Speaking of alarming curves, my college roommate's boyfriend... need I say more than "around corners" or does that about do it? Ah, the crazy college days.

My favorite word game is Text Twist, though I've found another version of it that uses 8 letters.

SUV MAMA said...

You crack me up!

I think Jane has the best solution short of hopping on a plane and actually GOING to Hawaii. Drink enough and maybe you'll feel like you are there...
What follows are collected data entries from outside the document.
//! Sink Fan-out (C8): an ordered `Vec<Box<dyn Sink>>` written to
//! sequentially by the single worker handling a record. A sink failure is
//! logged as `SinkWriteFailed` and does not stop the remaining sinks —
//! per §5, "the fan-out itself is lock-free because each record is handed
//! to sinks sequentially by one worker."

use intelparser_core::model::Document;
use tracing::warn;

use crate::sink::Sink;

pub struct SinkFanout {
    sinks: Vec<Box<dyn Sink>>,
}

impl SinkFanout {
    pub fn new(sinks: Vec<Box<dyn Sink>>) -> Self {
        Self { sinks }
    }

    /// Writes `document` to every registered sink in order. Always
    /// returns `Ok` — per-sink failures are logged, not propagated,
    /// matching §7's "other sinks unaffected; record considered
    /// delivered best-effort."
    pub async fn write(&self, document: &Document) {
        for sink in &self.sinks {
            if let Err(err) = sink.write(document).await {
                warn!(
                    sink = sink.name(),
                    fingerprint = %document.fingerprint,
                    error = %err,
                    "sink write failed"
                );
            }
        }
    }

    pub async fn flush(&self) {
        for sink in &self.sinks {
            if let Err(err) = sink.flush().await {
                warn!(sink = sink.name(), error = %err, "sink flush failed");
            }
        }
    }

    pub fn len(&self) -> usize {
        self.sinks.len()
    }

    pub fn is_empty(&self) -> bool {
        self.sinks.is_empty()
    }
}

#[cfg(test)]
mod tests {
    use super::*;
    use async_trait::async_trait;
    use std::sync::atomic::{AtomicUsize, Ordering};
    use std::sync::Arc;

    struct CountingSink {
        calls: Arc<AtomicUsize>,
        fail: bool,
    }

    #[async_trait]
    impl Sink for CountingSink {
        fn name(&self) -> &str {
            "counting"
        }

        async fn write(&self, _document: &Document) -> anyhow::Result<()> {
            self.calls.fetch_add(1, Ordering::SeqCst);
            if self.fail {
                anyhow::bail!("boom");
            }
            Ok(())
        }
    }

    #[tokio::test]
    async fn writes_to_every_sink_in_order() {
        let calls_a = Arc::new(AtomicUsize::new(0));
        let calls_b = Arc::new(AtomicUsize::new(0));
        let fanout = SinkFanout::new(vec![
            Box::new(CountingSink {
                calls: calls_a.clone(),
                fail: false,
            }),
            Box::new(CountingSink {
                calls: calls_b.clone(),
                fail: false,
            }),
        ]);
        fanout.write(&Document::new("IntelX", "/tmp/x")).await;
        assert_eq!(calls_a.load(Ordering::SeqCst), 1);
        assert_eq!(calls_b.load(Ordering::SeqCst), 1);
    }

    #[tokio::test]
    async fn a_failing_sink_does_not_stop_the_others() {
        let calls_a = Arc::new(AtomicUsize::new(0));
        let calls_b = Arc::new(AtomicUsize::new(0));
        let fanout = SinkFanout::new(vec![
            Box::new(CountingSink {
                calls: calls_a.clone(),
                fail: true,
            }),
            Box::new(CountingSink {
                calls: calls_b.clone(),
                fail: false,
            }),
        ]);
        fanout.write(&Document::new("IntelX", "/tmp/x")).await;
        assert_eq!(calls_a.load(Ordering::SeqCst), 1);
        assert_eq!(calls_b.load(Ordering::SeqCst), 1);
    }
}
//! Backend adapters.
//!
//! This module provides concrete implementations of the domain-level
//! `Backend` trait. Adapters for external brokers sit behind feature flags
//! and are exposed only through constructor functions.
//!
//! Domain code must not depend on adapter-specific types.

mod memory;

#[cfg(feature = "backend_lapin")]
mod amqp;

#[cfg(feature = "backend_rdkafka")]
mod kafka;

pub use memory::{create_memory_backend, create_memory_backend_with_hub, MemoryBackend, MemoryHub};

#[cfg(feature = "backend_lapin")]
pub use amqp::create_backend as create_amqp_backend;

#[cfg(feature = "backend_rdkafka")]
pub use kafka::create_backend as create_kafka_backend;

use crate::{BackendConfig, BackendPtr, Result};

/// Create the adapter selected by `config`.
///
/// # Errors
///
/// Returns [`Error::Configuration`](crate::Error::Configuration) when the
/// backend's cargo feature is not enabled.
pub fn create_backend(config: &BackendConfig) -> Result<BackendPtr> {
    // ---
    match config {
        BackendConfig::Memory(memory) => Ok(create_memory_backend(memory)),

        #[cfg(feature = "backend_rdkafka")]
        BackendConfig::Kafka(kafka) => create_kafka_backend(kafka),

        #[cfg(not(feature = "backend_rdkafka"))]
        BackendConfig::Kafka(_) => Err(disabled("kafka", "backend_rdkafka")),

        #[cfg(feature = "backend_lapin")]
        BackendConfig::Amqp(amqp) => create_amqp_backend(amqp),

        #[cfg(not(feature = "backend_lapin"))]
        BackendConfig::Amqp(_) => Err(disabled("amqp", "backend_lapin")),
    }
}

#[cfg(any(not(feature = "backend_rdkafka"), not(feature = "backend_lapin")))]
fn disabled(backend: &str, feature: &str) -> crate::Error {
    crate::Error::Configuration(format!(
        "{backend} backend requires the `{feature}` cargo feature"
    ))
}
Rectify. I'll never think of it the same.

The chicken neck was horribly scary looking, but I'll bet you could invent something just like it in rubberized form and sell a ton of them. :)

Barb said...

I can't imagine the winters you must have. I got depressed in NC and that wasn't that cold or that long. You can always come see me in sunny FLA!
I have a funny chicken story for you.. my sister's husband is named "Dick" already funny, right. Well my niece who was about 15 at the time had a friend over for dinner and they were having chicken so my sister asks her husband "Do you want sauce on your chicken dick?" Notice there is not a coma between chicken and dick which is how she said it and the girls both spit soda out of their nose. We still kid about putting sauce on your chicken dick ~ and I didn't even know chickens had those!